Les colons israéliens, forts du soutien qu’ils reçoivent de la part des États-Unis et du quasi-silence de la communauté mondiale, sont d’une impudence incroyable dans leur campagne de nettoyage ethnique. Un colon a déclaré tranquillement à Muna El-Kurd qui protestait contre le vol de sa maison : « Si je ne la vole pas, quelqu’un d’autre le fera » . Arieh King, maire adjoint de Jérusalem, a été filmé par inadvertance en train de regretter qu’un Palestinien qui avait reçu une balle dans la jambe lors d’une manifestation n’ait pas été touché à la tête. Lundi, la police israélienne a mené une action de commando sur la mosquée al-Aqsa, un des lieux les plus sacrés de l’islam, blessant des centaines de Palestiniens qui avaient essayé de s’abriter à l’intérieur avec des balles à embout caoutchouté et des grenades assourdissantes.

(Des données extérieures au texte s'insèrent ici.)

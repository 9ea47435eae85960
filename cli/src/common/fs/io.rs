//! # SoftSell Filesystem I/O Helpers
//!
//! File: cli/src/common/fs/io.rs
//!
//! Small wrappers over `std::fs` that add error context. Used by the lead
//! outbox to create its directory and drop files into it.
//!
use crate::core::error::{Result, SoftsellError};
use anyhow::Context;
use std::fs;
use std::path::Path;
use tracing::{debug, info};

/// Creates `path` (and parents) if missing. Fails if it exists as a non-directory.
pub fn ensure_dir_exists(path: &Path) -> Result<()> {
    if !path.exists() {
        fs::create_dir_all(path)
            .with_context(|| format!("Failed to create directory {:?}", path))?;
        info!("Created directory: {:?}", path);
    } else if !path.is_dir() {
        anyhow::bail!(SoftsellError::FileSystem(format!(
            "Path exists but is not a directory: {:?}",
            path
        )));
    } else {
        debug!("Directory already exists: {:?}", path);
    }
    Ok(())
}

/// Writes `content` to `path`, creating the parent directory first. Overwrites.
pub fn write_string_to_file(path: &Path, content: &str) -> Result<()> {
    if let Some(parent) = path.parent() {
        ensure_dir_exists(parent)?;
    }
    fs::write(path, content).with_context(|| format!("Failed to write to file {:?}", path))?;
    debug!("Wrote {} bytes to {:?}", content.len(), path);
    Ok(())
}

#[cfg(test)]
mod tests {
    use super::*;
    use tempfile::tempdir;

    #[test]
    fn test_ensure_dir_exists_creates_new() -> Result<()> {
        let base_dir = tempdir()?;
        let new_dir = base_dir.path().join("outbox/pending");
        assert!(!new_dir.exists());
        ensure_dir_exists(&new_dir)?;
        assert!(new_dir.is_dir());
        Ok(())
    }

    #[test]
    fn test_ensure_dir_exists_already_exists() -> Result<()> {
        let base_dir = tempdir()?;
        ensure_dir_exists(base_dir.path())?;
        assert!(base_dir.path().is_dir());
        Ok(())
    }

    #[test]
    fn test_ensure_dir_exists_path_is_file() -> Result<()> {
        let base_dir = tempdir()?;
        let file_path = base_dir.path().join("a_file.txt");
        fs::write(&file_path, "hello")?;
        let result = ensure_dir_exists(&file_path);
        assert!(result
            .unwrap_err()
            .to_string()
            .contains("Path exists but is not a directory"));
        Ok(())
    }

    #[test]
    fn test_write_creates_parent_and_overwrites() -> Result<()> {
        let base_dir = tempdir()?;
        let file_path = base_dir.path().join("nested/lead.json");
        write_string_to_file(&file_path, "{}")?;
        write_string_to_file(&file_path, "{\"name\":\"A\"}")?;
        assert_eq!(fs::read_to_string(&file_path)?, "{\"name\":\"A\"}");
        Ok(())
    }
}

Actuellement une nouvelle génération a recours aux réseaux sociaux, utilisant le hashtag #SaveSheikhJarrah, pour faire de nouveau apparaître au reste du monde la violence sioniste coloniale. Mais quand ce hashtag a commencé à se répandre ces derniers jours sur les plateformes des réseaux sociaux, de nombreux militants ont signalé que leurs posts étaient supprimés ; de plus, des comptes ont été suspendus en masse. La censure manifeste de l’expression protestataire des Palestiniens sur les réseaux sociaux s’insère dans la campagne qui dure déjà depuis des mois pour enjoindre à Facebook  de ne pas répertorier la critique du sionisme comme discours haineux antisémite. De nombreux groupes favorables à Israël essaient d’utiliser des accusations d’antisémitisme sans fondement pour empêcher tout débat sur la Palestine.

À l’occasion de la journée du 15 mai, qui commémore les 73 ans de l’expulsion massive des Palestiniens de villes telles que Haïfa, Tarshiha et Safad en 1948, que le monde soit témoin de ce qui se passe aujourd’hui à Jérusalem. C’est ainsi que l’on crée des réfugiés, c’est notre Nakba permanente. Notre lutte pour la liberté n’est pas une lutte pour un État mais pour notre appartenance à une terre, pour y rester, pour conserver nos maisons, pour résister à l’effacement. Étrangement, le fait de l’appeler par son nom sur les réseaux sociaux, de révéler au monde ce qui se déroule depuis des décennies, semble plus agressif que le déplacement que nous subissons dans la durée, sous la menace d’armes à feu.

On ne peut pas dénier la réalité : c’est du colonialisme de peuplement sioniste, ce processus où un colon s’emparera de notre maison au cas où un autre colon ne le ferait pas. Quand le monde ouvrira-t-il les yeux devant cette injustice et réagira-t-il de façon appropriée ? Nous n’avons pas besoin de nouveaux discours creux sur les deux camps, nous avons besoin de solidarité pour vaincre l’apartheid.